Les deux frères Simon Lefranc et Jean-George sont des victimes dévouées au ridicule, et c’est à vous de les immoler.

Je ne suis pas étonné qu’à votre retour de Berlin on vous ait fait tenir des discours dans lesquels vous vous moquez de Paris ; cela prouve que les frondeurs veulent s’appuyer de votre nom, et que les frondés le craignent. On ambitionne votre suffrage, et il me semble que vous jouez un assez beau rôle.

Vous êtes comme les anciens enchanteurs, qui faisaient la destinée des hommes avec des paroles. Je ne crois pas que Moustapha s’avise de faire rebâtir le temple des Juifs ; mais, quand vous voudrez, vous détruirez le temple de l’erreur à moins de frais. On m’a envoyé l’ouvrage de Dumarsais, attribué à Saint-Évremont ; c’est un excellent ouvrage, très-mal imprimé. Je vous exhorte, mon très-cher frère, à déterminer quelqu’un de vos amés et féaux à faire réimprimer ce petit livre, qui peut faire un bien infini. Nous touchons au temps où les hommes vont commencer à devenir raisonnables : quand je dis les hommes, je ne dis pas la populace, la grand’chambre, et l’assemblée du clergé ; je dis les hommes qui gouvernent ou qui sont nés pour le gouvernement, je dis les gens de lettres dignes de ce nom. Despréaux, Racine, et La Fontaine, étaient de grands hommes dans leur genre ; mais en fait de raison, ils étaient au-dessous de Mme  Dacier.

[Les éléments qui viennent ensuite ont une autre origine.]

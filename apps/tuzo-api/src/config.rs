//! # API Configuration
//!
//! Configuration for the Tuzo API server.
//!
//! ## Configuration Sources
//! ```text
//! ┌─────────────────────────────────────────────────────────────────────────┐
//! │                    Configuration Priority                               │
//! │                                                                         │
//! │  1. Environment Variables (highest priority)                           │
//! │     TUZO_DB_PATH=/var/lib/tuzo/tuzo.db                                 │
//! │     TUZO_PORT=9000                                                     │
//! │                                                                         │
//! │  2. TOML Config File                                                   │
//! │     --config <path>, or                                                │
//! │     ~/.config/tuzo/tuzo.toml (Linux)                                   │
//! │     ~/Library/Application Support/com.tuzo.tuzo/tuzo.toml (macOS)      │
//! │                                                                         │
//! │  3. Default Values (lowest priority)                                   │
//! │     0.0.0.0:8080, ./tuzo.db, KES at 129.50                             │
//! └─────────────────────────────────────────────────────────────────────────┘
//! ```
//!
//! ## Configuration File Format
//! ```toml
//! # tuzo.toml
//! [server]
//! bind_addr = "127.0.0.1"
//! port = 8080
//!
//! [database]
//! path = "/var/lib/tuzo/tuzo.db"
//! max_connections = 5
//! operation_timeout_ms = 10000
//!
//! [rules]
//! display_currency = "KES"
//! display_rate = 129.5
//! earn_rate = 100
//! referrer_bonus_points = 30
//! referee_bonus_points = 15
//!
//! [retry]
//! max_attempts = 3
//! initial_backoff_ms = 25
//! max_backoff_ms = 500
//! ```

use serde::{Deserialize, Serialize};
use std::path::PathBuf;
use std::time::Duration;
use thiserror::Error;
use tracing::{debug, info, warn};
use tuzo_core::{CoreError, LoyaltyRules};
use tuzo_db::{DbConfig, RetryPolicy};

/// Configuration loading errors.
#[derive(Debug, Error)]
pub enum ConfigError {
    /// Config file could not be read.
    #[error("Failed to read config file: {0}")]
    Io(#[from] std::io::Error),

    /// Config file is not valid TOML for this schema.
    #[error("Failed to parse config file: {0}")]
    Parse(#[from] toml::de::Error),

    /// Loyalty rules failed validation.
    #[error("Invalid loyalty rules: {0}")]
    Rules(#[from] CoreError),

    /// Any other out-of-range setting.
    #[error("Invalid configuration: {0}")]
    Invalid(String),
}

pub type ConfigResult<T> = Result<T, ConfigError>;

// =============================================================================
// Server Settings
// =============================================================================

/// HTTP listener settings.
#[derive(Debug, Clone, PartialEq, Serialize, Deserialize)]
pub struct ServerSettings {
    /// Bind address (default: 0.0.0.0 for all interfaces).
    #[serde(default = "default_bind_addr")]
    pub bind_addr: String,

    /// Listening port.
    #[serde(default = "default_port")]
    pub port: u16,
}

fn default_bind_addr() -> String {
    "0.0.0.0".to_string()
}

fn default_port() -> u16 {
    8080
}

impl Default for ServerSettings {
    fn default() -> Self {
        ServerSettings {
            bind_addr: default_bind_addr(),
            port: default_port(),
        }
    }
}

// =============================================================================
// Database Settings
// =============================================================================

/// Storage settings.
#[derive(Debug, Clone, PartialEq, Serialize, Deserialize)]
pub struct DatabaseSettings {
    /// SQLite database file.
    #[serde(default = "default_db_path")]
    pub path: PathBuf,

    /// Pool size.
    #[serde(default = "default_max_connections")]
    pub max_connections: u32,

    /// Deadline for one attempt of a ledger operation (milliseconds).
    #[serde(default = "default_operation_timeout")]
    pub operation_timeout_ms: u64,
}

fn default_db_path() -> PathBuf {
    PathBuf::from("./tuzo.db")
}

fn default_max_connections() -> u32 {
    5
}

fn default_operation_timeout() -> u64 {
    10_000
}

impl Default for DatabaseSettings {
    fn default() -> Self {
        DatabaseSettings {
            path: default_db_path(),
            max_connections: default_max_connections(),
            operation_timeout_ms: default_operation_timeout(),
        }
    }
}

// =============================================================================
// Main Configuration
// =============================================================================

/// Complete API configuration.
#[derive(Debug, Clone, Default, PartialEq, Serialize, Deserialize)]
pub struct TuzoConfig {
    #[serde(default)]
    pub server: ServerSettings,

    #[serde(default)]
    pub database: DatabaseSettings,

    /// Business constants: earn rate, bonuses, display currency.
    #[serde(default)]
    pub rules: LoyaltyRules,

    /// Retry policy for transient storage faults.
    #[serde(default)]
    pub retry: RetryPolicy,
}

impl TuzoConfig {
    /// Loads configuration from file, environment, and defaults.
    ///
    /// ## Load Order (later overrides earlier)
    /// 1. Default values
    /// 2. Config file (tuzo.toml)
    /// 3. Environment variables
    pub fn load(config_path: Option<PathBuf>) -> ConfigResult<Self> {
        let mut config = Self::default();

        if let Some(path) = config_path.or_else(Self::default_config_path) {
            if path.exists() {
                info!(?path, "Loading config from file");
                let contents = std::fs::read_to_string(&path)?;
                config = toml::from_str(&contents)?;
            } else {
                debug!(?path, "Config file not found, using defaults");
            }
        }

        config.apply_overrides(|key| std::env::var(key).ok());
        config.validate()?;

        Ok(config)
    }

    /// Validates the configuration.
    pub fn validate(&self) -> ConfigResult<()> {
        if self.server.port == 0 {
            return Err(ConfigError::Invalid("server.port must be non-zero".into()));
        }

        if self.database.max_connections == 0 {
            return Err(ConfigError::Invalid(
                "database.max_connections must be greater than 0".into(),
            ));
        }

        if self.database.operation_timeout_ms == 0 {
            return Err(ConfigError::Invalid(
                "database.operation_timeout_ms must be greater than 0".into(),
            ));
        }

        if self.retry.max_attempts == 0 {
            return Err(ConfigError::Invalid(
                "retry.max_attempts must be at least 1".into(),
            ));
        }

        if self.retry.max_backoff_ms < self.retry.initial_backoff_ms {
            return Err(ConfigError::Invalid(
                "retry.max_backoff_ms must not be below retry.initial_backoff_ms".into(),
            ));
        }

        self.rules.validate()?;
        Ok(())
    }

    /// Applies overrides from `lookup`, normally the process environment.
    fn apply_overrides(&mut self, lookup: impl Fn(&str) -> Option<String>) {
        if let Some(path) = lookup("TUZO_DB_PATH") {
            debug!(path = %path, "Overriding database path from environment");
            self.database.path = PathBuf::from(path);
        }

        if let Some(addr) = lookup("TUZO_BIND_ADDR") {
            self.server.bind_addr = addr;
        }

        if let Some(port) = lookup("TUZO_PORT") {
            match port.parse::<u16>() {
                Ok(p) => {
                    debug!(port = p, "Overriding port from environment");
                    self.server.port = p;
                }
                Err(_) => warn!(value = %port, "Ignoring unparseable TUZO_PORT"),
            }
        }

        if let Some(rate) = lookup("TUZO_DISPLAY_RATE") {
            match rate.parse::<f64>() {
                Ok(r) => self.rules.display_rate = r,
                Err(_) => warn!(value = %rate, "Ignoring unparseable TUZO_DISPLAY_RATE"),
            }
        }

        if let Some(currency) = lookup("TUZO_DISPLAY_CURRENCY") {
            self.rules.display_currency = currency;
        }

        if let Some(retries) = lookup("TUZO_MAX_RETRIES") {
            match retries.parse::<u32>() {
                Ok(n) => self.retry.max_attempts = n,
                Err(_) => warn!(value = %retries, "Ignoring unparseable TUZO_MAX_RETRIES"),
            }
        }
    }

    /// Returns the default config file path.
    fn default_config_path() -> Option<PathBuf> {
        directories::ProjectDirs::from("com", "tuzo", "tuzo")
            .map(|dirs| dirs.config_dir().join("tuzo.toml"))
    }

    /// Returns the full bind address.
    pub fn bind_address(&self) -> String {
        format!("{}:{}", self.server.bind_addr, self.server.port)
    }

    /// Storage configuration derived from the `[database]` section.
    pub fn db_config(&self) -> DbConfig {
        DbConfig::new(&self.database.path)
            .max_connections(self.database.max_connections)
            .operation_timeout(Duration::from_millis(self.database.operation_timeout_ms))
    }
}

#[cfg(test)]
mod tests {
    use super::*;
    use std::collections::HashMap;

    #[test]
    fn test_default_config() {
        let config = TuzoConfig::default();
        assert!(config.validate().is_ok());
        assert_eq!(config.bind_address(), "0.0.0.0:8080");
        assert_eq!(config.rules.display_currency, "KES");
        assert_eq!(config.retry.max_attempts, 3);
    }

    #[test]
    fn test_partial_toml_uses_defaults() {
        let config: TuzoConfig = toml::from_str(
            r#"
            [server]
            port = 9000

            [rules]
            display_rate = 130.0
            "#,
        )
        .unwrap();

        assert_eq!(config.server.port, 9000);
        assert_eq!(config.server.bind_addr, "0.0.0.0");
        assert_eq!(config.rules.display_rate, 130.0);
        assert_eq!(config.rules.referrer_bonus_points, 30);
        assert_eq!(config.database.max_connections, 5);
    }

    #[test]
    fn test_overrides() {
        let env: HashMap<&str, &str> = HashMap::from([
            ("TUZO_DB_PATH", "/tmp/t.db"),
            ("TUZO_PORT", "7000"),
            ("TUZO_DISPLAY_RATE", "140.25"),
            ("TUZO_DISPLAY_CURRENCY", "UGX"),
            ("TUZO_MAX_RETRIES", "not-a-number"),
        ]);

        let mut config = TuzoConfig::default();
        config.apply_overrides(|k| env.get(k).map(|v| v.to_string()));

        assert_eq!(config.database.path, PathBuf::from("/tmp/t.db"));
        assert_eq!(config.server.port, 7000);
        assert_eq!(config.rules.display_rate, 140.25);
        assert_eq!(config.rules.display_currency, "UGX");
        // Unparseable values are ignored
        assert_eq!(config.retry.max_attempts, 3);
    }

    #[test]
    fn test_validation() {
        let mut config = TuzoConfig::default();
        config.rules.display_rate = -1.0;
        assert!(matches!(config.validate(), Err(ConfigError::Rules(_))));

        let mut config = TuzoConfig::default();
        config.retry.max_attempts = 0;
        assert!(matches!(config.validate(), Err(ConfigError::Invalid(_))));

        let mut config = TuzoConfig::default();
        config.retry.initial_backoff_ms = 1_000;
        assert!(config.validate().is_err());
    }

    #[test]
    fn test_toml_serialization() {
        let config = TuzoConfig::default();
        let toml_str = toml::to_string_pretty(&config).unwrap();
        assert!(toml_str.contains("[server]"));
        assert!(toml_str.contains("[rules]"));
    }
}
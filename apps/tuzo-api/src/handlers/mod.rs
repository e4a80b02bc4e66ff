//! HTTP handlers, one module per resource.

pub mod businesses;
pub mod customers;
pub mod referrals;

use axum::extract::State;
use axum::http::StatusCode;
use axum::Json;
use serde::Serialize;

use crate::SharedState;

/// Body of `GET /health`.
#[derive(Debug, Serialize)]
pub struct Health {
    pub status: &'static str,
    pub database: bool,
}

/// Health check endpoint.
pub async fn health(State(state): State<SharedState>) -> (StatusCode, Json<Health>) {
    if state.db.health_check().await {
        (
            StatusCode::OK,
            Json(Health {
                status: "ok",
                database: true,
            }),
        )
    } else {
        (
            StatusCode::SERVICE_UNAVAILABLE,
            Json(Health {
                status: "degraded",
                database: false,
            }),
        )
    }
}
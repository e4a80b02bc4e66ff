//! # Repository Module
//!
//! Database repository implementations for Tuzo.
//!
//! ## Repository Pattern
//! ```text
//! ┌─────────────────────────────────────────────────────────────────────────┐
//! │                    Two Ways In                                          │
//! │                                                                         │
//! │  Standalone read/write               Inside a ledger transaction       │
//! │  ─────────────────────               ───────────────────────────       │
//! │  db.customers().get_by_id(id)        tx = db.begin_write().await?;     │
//! │       │                              CustomerRepository::find_in(      │
//! │       │  acquires from pool              &mut tx, id)                  │
//! │       ▼                                   │                             │
//! │  CustomerRepository::find_in(             │  same connection, same     │
//! │      &mut conn, id)  ◄────────────────────┘  transaction               │
//! │       │                                                                 │
//! │       ▼                                                                 │
//! │  SQLite Database                                                       │
//! └─────────────────────────────────────────────────────────────────────────┘
//! ```
//!
//! Every `*_in` function takes `&mut SqliteConnection`, so the ledger can
//! compose several of them into one atomic unit.
//!
//! ## Available Repositories
//!
//! - [`business::BusinessRepository`] - Business registration and stats
//! - [`customer::CustomerRepository`] - Customer rows and balances
//! - [`visit::VisitRepository`] - Append-only visit log
//! - [`referral::ReferralRepository`] - Codes and referral records

pub mod business;
pub mod customer;
pub mod referral;
pub mod visit;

Je suis enchanté que M. Marmontel soit notre confrère, c’est une bien bonne recrue ; j’espère qu’il fera du bien à la bonne cause. Dieu bénisse M. le prince Louis de Rohan ! J’envoie une Tolérance à M. le prince de Soubise, le ministre d’État, qui la communiquera à monsieur le coadjuteur. J’en ai très-peu d’exemplaires ; l’éditeur a pris, pour envoyer à Paris ses ballots, une route si détournée et si longue qu’ils n’arriveront pas à Paris cette année : c’est un contre-temps dont Dieu nous afflige ; résignons-nous. Conservez-moi votre amitié ; défendez la bonne cause pugnis, unguibus et rostro ; animez les frères, continuez à larder de bons mots les sots et les fripons. Écr. l’inf…

P. S. Vous remarquerez que, si vous n’avez pas de Tolérance, c’est la faute de votre ami Bourgelat, qui, dans son hippomanie[3], a rué contre les Cramer. Ces Cramer, éditeurs de l’ouvrage du saint prêtre auteur de la Tolérance, n’ont pu obtenir de lui qu’il laissât passer les ballots par Lyon. Vous pensez bien que dans ces ballots il y a des exemplaires pour vous. Les pauvres Cramer ont été obligés de faire faire à leurs paquets le tour de l’Europe pour arriver à Paris. Le grand-écuyer Bourgelat s’est en cela conduit comme un fiacre. S’il est un de nos frères, vous devez lui laver la tête, et l’exhorter à résipiscence. Sur ce, je vous donne ma bénédiction, et vous demande la vôtre.

  1. Lettre d’un Quaker, tome. XXV, page 5.
  2. Voyez page 44.
  3. Voyez la note, tome XL, page 469.